__Task to complete__
Go through the material below and state how many lines include "codes", giving the number only.

__Given records__
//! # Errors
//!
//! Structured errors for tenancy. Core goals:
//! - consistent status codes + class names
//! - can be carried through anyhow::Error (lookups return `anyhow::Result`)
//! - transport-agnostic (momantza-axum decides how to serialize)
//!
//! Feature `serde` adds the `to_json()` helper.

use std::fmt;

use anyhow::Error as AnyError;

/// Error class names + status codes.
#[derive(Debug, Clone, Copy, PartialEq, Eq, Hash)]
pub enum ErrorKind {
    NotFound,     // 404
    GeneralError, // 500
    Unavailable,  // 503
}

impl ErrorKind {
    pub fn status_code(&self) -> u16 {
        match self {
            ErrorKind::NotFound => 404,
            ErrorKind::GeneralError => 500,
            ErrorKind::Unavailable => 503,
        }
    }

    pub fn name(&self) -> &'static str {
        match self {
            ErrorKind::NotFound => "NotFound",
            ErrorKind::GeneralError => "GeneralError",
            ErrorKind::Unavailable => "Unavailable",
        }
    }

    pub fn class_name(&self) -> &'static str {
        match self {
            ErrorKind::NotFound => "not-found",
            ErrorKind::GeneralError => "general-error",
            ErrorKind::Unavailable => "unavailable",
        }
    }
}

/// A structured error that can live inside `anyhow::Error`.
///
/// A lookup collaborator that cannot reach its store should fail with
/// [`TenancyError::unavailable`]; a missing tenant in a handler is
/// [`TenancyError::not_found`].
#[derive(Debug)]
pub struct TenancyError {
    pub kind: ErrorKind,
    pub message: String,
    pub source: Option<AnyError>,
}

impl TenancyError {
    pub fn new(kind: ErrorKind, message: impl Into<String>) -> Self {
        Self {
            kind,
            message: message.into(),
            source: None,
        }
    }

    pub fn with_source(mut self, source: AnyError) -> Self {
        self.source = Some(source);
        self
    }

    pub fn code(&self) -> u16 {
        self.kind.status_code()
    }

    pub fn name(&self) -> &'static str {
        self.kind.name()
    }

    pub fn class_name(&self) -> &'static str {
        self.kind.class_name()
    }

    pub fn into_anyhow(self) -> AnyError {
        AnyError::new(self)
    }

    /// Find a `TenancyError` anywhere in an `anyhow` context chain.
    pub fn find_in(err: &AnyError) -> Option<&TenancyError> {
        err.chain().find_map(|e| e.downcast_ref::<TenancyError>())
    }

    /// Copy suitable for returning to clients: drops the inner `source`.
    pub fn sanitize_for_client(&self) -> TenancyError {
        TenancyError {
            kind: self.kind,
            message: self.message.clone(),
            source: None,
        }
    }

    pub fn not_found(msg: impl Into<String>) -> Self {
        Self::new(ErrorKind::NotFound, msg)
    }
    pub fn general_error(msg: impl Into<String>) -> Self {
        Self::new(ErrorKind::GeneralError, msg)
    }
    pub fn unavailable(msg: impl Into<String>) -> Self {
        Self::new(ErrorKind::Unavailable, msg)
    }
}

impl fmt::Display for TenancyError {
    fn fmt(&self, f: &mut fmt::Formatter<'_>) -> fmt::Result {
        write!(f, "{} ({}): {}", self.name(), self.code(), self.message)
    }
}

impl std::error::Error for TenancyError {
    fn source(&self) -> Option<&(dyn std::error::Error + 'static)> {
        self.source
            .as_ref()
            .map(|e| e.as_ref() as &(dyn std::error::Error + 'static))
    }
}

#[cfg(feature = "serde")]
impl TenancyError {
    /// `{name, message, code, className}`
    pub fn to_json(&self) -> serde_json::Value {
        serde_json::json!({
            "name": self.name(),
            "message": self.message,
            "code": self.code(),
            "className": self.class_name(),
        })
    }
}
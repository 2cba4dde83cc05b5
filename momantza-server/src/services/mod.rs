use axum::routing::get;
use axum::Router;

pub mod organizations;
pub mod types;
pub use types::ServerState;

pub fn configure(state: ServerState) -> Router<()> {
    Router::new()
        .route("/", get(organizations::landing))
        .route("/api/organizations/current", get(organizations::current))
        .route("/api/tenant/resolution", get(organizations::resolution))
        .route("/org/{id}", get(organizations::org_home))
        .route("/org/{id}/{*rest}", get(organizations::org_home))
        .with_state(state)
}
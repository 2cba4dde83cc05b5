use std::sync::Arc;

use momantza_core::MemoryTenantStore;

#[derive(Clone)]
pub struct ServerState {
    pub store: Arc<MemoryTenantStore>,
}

...

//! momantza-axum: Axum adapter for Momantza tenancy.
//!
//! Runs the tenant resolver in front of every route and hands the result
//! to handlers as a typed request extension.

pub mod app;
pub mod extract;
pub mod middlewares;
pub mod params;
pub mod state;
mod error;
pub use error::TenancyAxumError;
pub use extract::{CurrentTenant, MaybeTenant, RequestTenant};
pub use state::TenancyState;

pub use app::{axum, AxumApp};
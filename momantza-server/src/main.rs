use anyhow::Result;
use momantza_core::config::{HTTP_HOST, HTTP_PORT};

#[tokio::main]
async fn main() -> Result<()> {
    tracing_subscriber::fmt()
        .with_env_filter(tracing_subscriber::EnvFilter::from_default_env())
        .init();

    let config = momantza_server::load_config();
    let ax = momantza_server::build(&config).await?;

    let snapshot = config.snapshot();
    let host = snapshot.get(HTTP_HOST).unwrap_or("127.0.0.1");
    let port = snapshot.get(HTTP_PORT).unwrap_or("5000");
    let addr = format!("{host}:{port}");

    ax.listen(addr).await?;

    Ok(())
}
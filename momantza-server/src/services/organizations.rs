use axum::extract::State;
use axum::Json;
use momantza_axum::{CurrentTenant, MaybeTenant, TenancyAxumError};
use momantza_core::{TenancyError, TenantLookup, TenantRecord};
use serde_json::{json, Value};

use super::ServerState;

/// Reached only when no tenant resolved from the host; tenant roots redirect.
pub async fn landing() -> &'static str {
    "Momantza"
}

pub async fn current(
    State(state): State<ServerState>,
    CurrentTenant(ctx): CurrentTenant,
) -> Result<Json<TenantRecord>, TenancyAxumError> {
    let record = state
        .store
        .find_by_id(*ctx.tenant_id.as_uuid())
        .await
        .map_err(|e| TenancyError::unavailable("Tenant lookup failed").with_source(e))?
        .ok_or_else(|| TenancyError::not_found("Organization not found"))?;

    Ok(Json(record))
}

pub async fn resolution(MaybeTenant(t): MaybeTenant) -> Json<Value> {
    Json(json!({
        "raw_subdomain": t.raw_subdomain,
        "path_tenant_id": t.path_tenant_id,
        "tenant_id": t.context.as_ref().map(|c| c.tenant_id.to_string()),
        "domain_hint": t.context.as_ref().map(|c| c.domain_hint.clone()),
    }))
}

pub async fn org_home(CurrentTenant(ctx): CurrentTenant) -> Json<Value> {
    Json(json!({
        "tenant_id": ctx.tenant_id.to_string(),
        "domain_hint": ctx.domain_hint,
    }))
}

__Task solution__
2